La priorità è quella di intensificare la produzione per avere un’alternativa alle forniture asiatiche. L’idea è di procedere con la creazione di ‘Mega fab’ sul territorio europeo da finanziare con ingenti sovvenzioni pubbliche. Al pari dei cosiddetti Ipcei, i progetti di interesse comune europeo che uniscono più Stati membri per dare vita a campioni industriali in grado di competere con le grandi multinazionali asiatiche e americane. Da notare che l’Italia era in lizza per la costruzione di uno stabilimento del gruppo Usa Intel: il ministro dello Sviluppo Giancarlo Giorgetti si era detto sicuro che Mirafiori avesse tutte le caratteristiche necessarie. Ma stando alle ultime indiscrezioni alla fine l’investimento sarà in Germania: come scritto da Repubblica, la Penisola può sperare solo in un polo secondario o di imballaggio.

Nel Chips Act ci saranno novità e istruzioni anche riguardo alle regole sugli aiuti di Stato. Allentarle non sarà semplice. Nei mesi scorsi Bruxelles ha già acconsentito ad alcune eccezioni per i settori strategici, chip compresi. Ma la commissaria alla concorrenza Ue, la danese Margrethe Vestager, è stata chiara: bisogna evitare una corsa ai sussidi all’interno dell’Ue che penalizzerebbe i Paesi più piccoli.

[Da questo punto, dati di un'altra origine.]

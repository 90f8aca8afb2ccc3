//! Environment abstraction for deterministic testing.
//!
//! The widget stamps locally originated messages with a wall-clock label.
//! Reading the clock through a trait lets simulation pin the label.

use chrono::Local;

/// Time source for message labels.
pub trait Environment: Clone + Send + Sync + 'static {
    /// Current local time, formatted the way the backend formats message
    /// timestamps (`"%I:%M %p"`, e.g. `"02:15 PM"`).
    fn time_label(&self) -> String;
}

/// Production environment backed by the system clock.
#[derive(Debug, Clone, Copy, Default)]
pub struct SystemEnv;

impl SystemEnv {
    /// Create a system environment.
    pub fn new() -> Self {
        Self
    }
}

impl Environment for SystemEnv {
    fn time_label(&self) -> String {
        Local::now().format("%I:%M %p").to_string()
    }
}
//! Chat widget state machine.
//!
//! The `ChatWidget` owns one conversation's view state: panel visibility,
//! connection state, session binding and the visible message list. Every
//! operation is a synchronous `&mut self` handler returning the actions the
//! caller must execute.
//!
//! # Invariants
//!
//! - The message list is the last applied history push followed by every
//!   message sent or received since, in delivery order. Only a history push
//!   (or rebinding to another conversation) replaces it.
//! - At most one history push is applied per open-cycle, and only the
//!   reply to the newest outstanding request. Replies arrive in request
//!   order on one channel, so earlier replies are superseded.
//! - A message authored by the local role is only ever appended by `send`;
//!   channel echoes of it are dropped.
//! - A rejected send changes nothing and emits nothing.

use livechat_proto::{
    CustomerId, MAX_MESSAGE_CHARS, OutboundEvent, SenderRole,
    events::{HistoryEntry, ReceiveMessage, RequestHistory, SendMessage},
};

use crate::{
    ConnectionState, Environment, Message, PanelState, SendRejected, SessionBinding,
    WidgetAction, WidgetEvent, notice,
};

/// State machine for one live-chat conversation.
#[derive(Debug, Clone)]
pub struct ChatWidget<E: Environment> {
    /// Clock for local timestamps.
    env: E,
    /// Role of the local user.
    role: SenderRole,
    /// Panel visibility and per-open-cycle history flag.
    panel: PanelState,
    /// Channel state as last reported.
    connection: ConnectionState,
    /// Server session this conversation is bound to.
    session: SessionBinding,
    /// Customer addressed by agent sends. Always `None` for visitors.
    customer_id: Option<CustomerId>,
    /// Visible message list.
    messages: Vec<Message>,
    /// Messages appended while the panel was closed.
    unread: usize,
    /// History requests emitted and not yet answered on this connection.
    history_requests: usize,
}

impl<E: Environment> ChatWidget<E> {
    /// Widget for a customer chatting with the support desk.
    pub fn visitor(env: E) -> Self {
        Self::with_role(env, SenderRole::Visitor)
    }

    /// Conversation pane for a support agent. Bind it to a conversation with
    /// [`ChatWidget::bind`] before use.
    pub fn agent(env: E) -> Self {
        Self::with_role(env, SenderRole::Agent)
    }

    fn with_role(env: E, role: SenderRole) -> Self {
        Self {
            env,
            role,
            panel: PanelState::Closed,
            connection: ConnectionState::Disconnected,
            session: SessionBinding::Pending,
            customer_id: None,
            messages: Vec::new(),
            unread: 0,
            history_requests: 0,
        }
    }

    /// Process an event and return resulting actions.
    ///
    /// Only [`WidgetEvent::Send`] can fail.
    pub fn handle(&mut self, event: WidgetEvent) -> Result<Vec<WidgetAction>, SendRejected> {
        match event {
            WidgetEvent::Open => Ok(self.open()),
            WidgetEvent::Close => Ok(self.close()),
            WidgetEvent::Toggle => Ok(self.toggle()),
            WidgetEvent::Send { text } => self.send(&text),
            WidgetEvent::HistoryReceived(entries) => Ok(self.on_history_received(entries)),
            WidgetEvent::MessageReceived(push) => Ok(self.on_message_received(push)),
            WidgetEvent::ConnectionChanged(state) => Ok(self.on_connection_change(state)),
            WidgetEvent::ChannelFailed { reason } => Ok(self.on_channel_failed(&reason)),
            WidgetEvent::HistoryFailed { reason } => Ok(self.on_history_failed(&reason)),
        }
    }

    /// Show the panel.
    ///
    /// Starts a new open-cycle: clears the unread counter, resets the
    /// history flag and requests history when the channel is up. No-op when
    /// already open.
    pub fn open(&mut self) -> Vec<WidgetAction> {
        if self.panel.is_open() {
            return vec![];
        }

        self.panel = PanelState::Open { history_loaded: false };
        self.unread = 0;

        let mut actions = Vec::new();
        if let Some(request) = self.request_history() {
            tracing::debug!(role = %self.role, session = ?self.session, "requesting history");
            actions.push(WidgetAction::Emit(request));
        } else if self.role == SenderRole::Agent
            && self.session == SessionBinding::Pending
            && self.customer_id.is_some()
            && self.messages.is_empty()
        {
            self.push_notice(notice::AGENT_NEW_CHAT);
        }
        actions.push(WidgetAction::Render);
        actions
    }

    /// Hide the panel. The channel is left untouched.
    pub fn close(&mut self) -> Vec<WidgetAction> {
        if !self.panel.is_open() {
            return vec![];
        }
        self.panel = PanelState::Closed;
        vec![WidgetAction::Render]
    }

    /// Open when closed, close when open.
    pub fn toggle(&mut self) -> Vec<WidgetAction> {
        if self.panel.is_open() { self.close() } else { self.open() }
    }

    /// Validate a draft without sending it. Returns the trimmed text.
    pub fn check_send<'a>(&self, text: &'a str) -> Result<&'a str, SendRejected> {
        let text = text.trim();
        if text.is_empty() {
            return Err(SendRejected::Empty);
        }

        let len = text.chars().count();
        if len > MAX_MESSAGE_CHARS {
            return Err(SendRejected::TooLong { len, max: MAX_MESSAGE_CHARS });
        }

        if self.connection != ConnectionState::Connected {
            return Err(SendRejected::Disconnected);
        }

        if self.role == SenderRole::Agent && self.customer_id.is_none() {
            return Err(SendRejected::NoRecipient);
        }

        Ok(text)
    }

    /// Whether the send control should be enabled for `draft`.
    pub fn can_send(&self, draft: &str) -> bool {
        self.check_send(draft).is_ok()
    }

    /// Send a message.
    ///
    /// Appends it to the visible list immediately (optimistic render) and
    /// emits it on the channel without waiting for acknowledgment.
    pub fn send(&mut self, text: &str) -> Result<Vec<WidgetAction>, SendRejected> {
        let text = self.check_send(text)?;

        let payload = SendMessage {
            message: text.to_string(),
            session_id: self.session.session_id(),
            customer_id: self.customer_id,
        };
        self.messages.push(Message::local(text, self.role, self.env.time_label()));

        Ok(vec![WidgetAction::Emit(OutboundEvent::SendMessage(payload)), WidgetAction::Render])
    }

    /// Apply a history push.
    ///
    /// Replaces the whole visible list, once per open-cycle. Pushes arriving
    /// while closed or after this cycle's history was applied are ignored so
    /// an unsolicited push cannot wipe a conversation in progress. A reply to
    /// a request that a later one superseded (the pane was rebound or
    /// reopened meanwhile) is dropped; pushes carry no session id.
    pub fn on_history_received(&mut self, entries: Vec<HistoryEntry>) -> Vec<WidgetAction> {
        if self.history_requests > 0 {
            self.history_requests -= 1;
            if self.history_requests > 0 {
                tracing::debug!(
                    count = entries.len(),
                    outstanding = self.history_requests,
                    "superseded history reply dropped"
                );
                return vec![];
            }
        }

        match self.panel {
            PanelState::Closed => {
                tracing::debug!(count = entries.len(), "history push while closed ignored");
                vec![]
            },
            PanelState::Open { history_loaded: true } => {
                tracing::debug!(count = entries.len(), "duplicate history push ignored");
                vec![]
            },
            PanelState::Open { history_loaded: false } => {
                self.panel = PanelState::Open { history_loaded: true };

                let env = &self.env;
                let messages: Vec<Message> = entries
                    .into_iter()
                    .map(|entry| Message::from_history(entry, || env.time_label()))
                    .collect();
                self.messages = messages;

                if self.messages.is_empty() {
                    self.push_notice(self.empty_history_notice());
                }
                vec![WidgetAction::Render]
            },
        }
    }

    /// Apply a live message push.
    ///
    /// Only counterpart messages are appended; echoes of the local role's own
    /// sends were already rendered optimistically. Messages for a different
    /// session are dropped. A pending widget adopts the session id carried by
    /// the first counterpart message.
    pub fn on_message_received(&mut self, push: ReceiveMessage) -> Vec<WidgetAction> {
        if Some(push.sender_type) != self.role.counterpart() {
            tracing::debug!(sender = %push.sender_type, role = %self.role, "non-counterpart message ignored");
            return vec![];
        }

        match (self.session, push.session_id) {
            (SessionBinding::Active(bound), Some(id)) if bound != id => {
                tracing::debug!(bound, session = id, "message for another session ignored");
                return vec![];
            },
            (SessionBinding::Pending, Some(id)) => {
                tracing::debug!(session = id, "session assigned by server");
                self.session = SessionBinding::Active(id);
            },
            _ => {},
        }

        self.messages.push(Message::from_push(push, || self.env.time_label()));
        if !self.panel.is_open() {
            self.unread += 1;
        }
        vec![WidgetAction::Render]
    }

    /// Apply a channel state change.
    ///
    /// Dropping the connection appends exactly one notice. Reconnecting
    /// replays nothing, but re-requests history if this open-cycle has none.
    pub fn on_connection_change(&mut self, state: ConnectionState) -> Vec<WidgetAction> {
        let previous = std::mem::replace(&mut self.connection, state);
        match (previous, state) {
            (ConnectionState::Connected, ConnectionState::Disconnected) => {
                tracing::info!("chat channel disconnected");
                self.history_requests = 0;
                self.push_notice(notice::CONNECTION_LOST);
                vec![WidgetAction::Render]
            },
            (ConnectionState::Disconnected, ConnectionState::Connected) => {
                tracing::info!(role = %self.role, "chat channel connected");
                let mut actions = Vec::new();
                if self.panel == (PanelState::Open { history_loaded: false })
                    && let Some(request) = self.request_history()
                {
                    actions.push(WidgetAction::Emit(request));
                }
                actions.push(WidgetAction::Render);
                actions
            },
            _ => vec![],
        }
    }

    /// The channel could not be established. Nothing is retried.
    pub fn on_channel_failed(&mut self, reason: &str) -> Vec<WidgetAction> {
        tracing::warn!(%reason, "chat channel failed");
        self.push_notice(notice::CHANNEL_FAILED);
        vec![WidgetAction::Render]
    }

    /// A history push could not be read. Reopening the panel asks again.
    pub fn on_history_failed(&mut self, reason: &str) -> Vec<WidgetAction> {
        tracing::warn!(%reason, "history load failed");
        self.push_notice(notice::HISTORY_FAILED);
        vec![WidgetAction::Render]
    }

    /// Rebind to another conversation.
    ///
    /// Closes the panel and clears the list; the next [`ChatWidget::open`]
    /// loads the new conversation. Visitors ignore `customer_id`.
    ///
    /// Outstanding history requests stay counted: their replies still arrive
    /// and must not be taken for the new conversation's history.
    pub fn bind(
        &mut self,
        session: SessionBinding,
        customer_id: Option<CustomerId>,
    ) -> Vec<WidgetAction> {
        self.panel = PanelState::Closed;
        self.session = session;
        self.customer_id = if self.role == SenderRole::Agent { customer_id } else { None };
        self.messages.clear();
        self.unread = 0;
        vec![WidgetAction::Render]
    }

    /// Build a history request and count it as outstanding.
    fn request_history(&mut self) -> Option<OutboundEvent> {
        if self.connection != ConnectionState::Connected {
            return None;
        }
        let session_id = match (self.role, self.session) {
            (SenderRole::Agent, SessionBinding::Active(id)) => Some(id),
            (SenderRole::Agent, SessionBinding::Pending) | (SenderRole::System, _) => return None,
            (SenderRole::Visitor, _) => None,
        };
        self.history_requests += 1;
        Some(OutboundEvent::RequestHistory(RequestHistory { session_id }))
    }

    fn empty_history_notice(&self) -> &'static str {
        match self.role {
            SenderRole::Agent => notice::AGENT_EMPTY_HISTORY,
            _ => notice::VISITOR_WELCOME,
        }
    }

    fn push_notice(&mut self, text: &str) {
        self.messages.push(Message::notice(text, self.env.time_label()));
    }

    /// Role of the local user.
    pub fn role(&self) -> SenderRole {
        self.role
    }

    /// Panel state.
    pub fn panel(&self) -> PanelState {
        self.panel
    }

    /// True when the panel is visible.
    pub fn is_open(&self) -> bool {
        self.panel.is_open()
    }

    /// True once this open-cycle's history push has been applied.
    pub fn history_loaded(&self) -> bool {
        self.panel == PanelState::Open { history_loaded: true }
    }

    /// History requests not yet answered.
    pub fn outstanding_history_requests(&self) -> usize {
        self.history_requests
    }

    /// Channel state as last reported.
    pub fn connection(&self) -> ConnectionState {
        self.connection
    }

    /// Session binding.
    pub fn session(&self) -> SessionBinding {
        self.session
    }

    /// Customer addressed by agent sends.
    pub fn customer_id(&self) -> Option<CustomerId> {
        self.customer_id
    }

    /// Visible message list, oldest first.
    pub fn messages(&self) -> &[Message] {
        &self.messages
    }

    /// Messages appended while the panel was closed.
    pub fn unread(&self) -> usize {
        self.unread
    }

    /// Whether the send control is enabled, ignoring draft content.
    pub fn send_enabled(&self) -> bool {
        self.connection == ConnectionState::Connected
            && (self.role != SenderRole::Agent || self.customer_id.is_some())
    }
}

Occorrerà poi adattare la politica commerciale. Non si tratta di “protezionismo” ma di essere “realisti“, aveva precisato nei giorni scorsi Breton. Di fatto, il modello potrebbe essere quello usato per assicurarsi l’approvvigionamento dei vaccini un anno fa. “L’obiettivo dell’Europa sarà di stabilire un approccio cooperativo” con i rivali principali nel settore, come Taiwan, Singapore, Giappone, Corea del sud e Stati Uniti. Tuttavia, si legge nella bozza del regolamento, “l’Ue dovrebbe essere preparata a un fallimento” della cooperazione, “a un cambiamento improvviso della situazione politica o a crisi impreviste“. Tutte eventualità che, è il ragionamento di Bruxelles, non possono mettere in ginocchio l’intera industria europea. Per questo, l’esecutivo propone di introdurre un meccanismo di autorizzazione delle esportazioni, da attivare in caso di crisi, per bloccare l’export di microchip e componenti in determinate circostanze.